| Collected data |
----------------
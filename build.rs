fn main() -> Result<(), Box<dyn std::error::Error>> {
    // Use the vendored protoc so the build does not depend on a system install
    std::env::set_var("PROTOC", protoc_bin_vendored::protoc_bin_path()?);

    tonic_build::configure()
        .build_server(true)
        .build_client(true)
        .compile(&["proto/bank.proto"], &["proto"])?;
    Ok(())
}
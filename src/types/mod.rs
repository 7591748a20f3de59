//! Types module
//!
//! Contains core data structures used throughout the application.
//! This module organizes types into logical submodules:
//! - `account`: The persisted account document
//! - `error`: Error types for the engine and the store

pub mod account;
pub mod error;

pub use account::{Account, AccountId};
pub use error::{BankError, StoreError};
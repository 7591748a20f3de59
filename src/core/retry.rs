//! Optimistic concurrency retry protocol
//!
//! Every mutating operation runs the same bounded cycle:
//!
//! ```text
//!            ┌──────────────────────────────────────────┐
//!            ▼                                          │
//!     Attempt(n) ── commit ok ──────────► Success       │
//!        │                                              │
//!        ├── precondition failed ───────► (terminal)    │
//!        │                                              │
//!        └── watch conflict ─┬─ n < max ─► ConflictRetry(n)
//!                            └─ n = max ─► Exhausted(n)
//! ```
//!
//! The budget is a plain number on `RetryPolicy` rather than hidden
//! middleware, so tests can drive the machine to exhaustion directly.

/// Default number of attempts per operation
pub const MAX_RETRIES: u32 = 3;

/// Bound on OCC attempts per operation
#[derive(Debug, Clone, Copy, PartialEq, Eq)]
pub struct RetryPolicy {
    /// Total attempts, including the first one
    pub max_attempts: u32,
}

impl Default for RetryPolicy {
    fn default() -> Self {
        Self {
            max_attempts: MAX_RETRIES,
        }
    }
}

impl RetryPolicy {
    /// Create a policy allowing `max_attempts` attempts
    ///
    /// A zero budget would never attempt anything, so it falls back to the
    /// default.
    pub fn new(max_attempts: u32) -> Self {
        if max_attempts == 0 {
            tracing::warn!(
                max_attempts,
                default = MAX_RETRIES,
                "Invalid retry budget, using default"
            );
            return Self::default();
        }
        Self { max_attempts }
    }

    /// Initial state of a fresh cycle
    pub fn start<T>(&self) -> OccState<T> {
        OccState::Attempt(1)
    }

    /// State after attempt `attempt` lost to a conflicting write
    pub fn on_conflict<T>(&self, attempt: u32) -> OccState<T> {
        if attempt < self.max_attempts {
            OccState::ConflictRetry(attempt)
        } else {
            OccState::Exhausted(attempt)
        }
    }
}

/// States of one OCC cycle
#[derive(Debug, Clone, PartialEq)]
pub enum OccState<T> {
    /// Run attempt number `n` (1-based): watch, read, decide, commit
    Attempt(u32),
    /// Attempt `n` hit a conflict and another attempt is allowed
    ConflictRetry(u32),
    /// Committed with this result
    Success(T),
    /// Every attempt hit a conflict; carries the number of attempts made
    Exhausted(u32),
}

impl<T> OccState<T> {
    /// Advance out of `ConflictRetry`; other states are returned unchanged
    pub fn retry(self) -> Self {
        match self {
            OccState::ConflictRetry(n) => OccState::Attempt(n + 1),
            other => other,
        }
    }

    /// Whether the cycle has finished
    pub fn is_terminal(&self) -> bool {
        matches!(self, OccState::Success(_) | OccState::Exhausted(_))
    }
}

#[cfg(test)]
mod tests {
    use super::*;
    use rstest::rstest;

    #[test]
    fn test_default_budget() {
        assert_eq!(RetryPolicy::default().max_attempts, 3);
    }

    #[rstest]
    #[case::zero_falls_back(0, MAX_RETRIES)]
    #[case::one(1, 1)]
    #[case::custom(7, 7)]
    fn test_new(#[case] requested: u32, #[case] expected: u32) {
        assert_eq!(RetryPolicy::new(requested).max_attempts, expected);
    }

    #[rstest]
    #[case::first_attempt(1, OccState::ConflictRetry(1))]
    #[case::second_attempt(2, OccState::ConflictRetry(2))]
    #[case::last_attempt(3, OccState::Exhausted(3))]
    fn test_on_conflict(#[case] attempt: u32, #[case] expected: OccState<()>) {
        assert_eq!(RetryPolicy::default().on_conflict::<()>(attempt), expected);
    }

    #[test]
    fn test_conflict_on_every_attempt_exhausts_after_budget() {
        let policy = RetryPolicy::default();
        let mut state: OccState<()> = policy.start();
        let mut attempts = 0;

        while !state.is_terminal() {
            state = match state {
                OccState::Attempt(n) => {
                    attempts += 1;
                    policy.on_conflict(n)
                }
                other => other.retry(),
            };
        }

        assert_eq!(state, OccState::Exhausted(3));
        assert_eq!(attempts, 3);
    }

    #[rstest]
    #[case::attempt(OccState::Attempt(2), OccState::Attempt(2))]
    #[case::conflict(OccState::ConflictRetry(2), OccState::Attempt(3))]
    #[case::success(OccState::Success(5), OccState::Success(5))]
    #[case::exhausted(OccState::Exhausted(3), OccState::Exhausted(3))]
    fn test_retry_transition(#[case] state: OccState<i32>, #[case] expected: OccState<i32>) {
        assert_eq!(state.retry(), expected);
    }
}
----------------
| WORK TO COMPLETE |
Find all lines in the records that hold the word "error". Copy them.

| SOLUTION FOR THIS PROBLEM |
fn main() -> Result<(), Box<dyn std::error::Error>> {
//! - `error`: Error types for the engine and the store
pub mod error;
pub use error::{BankError, StoreError};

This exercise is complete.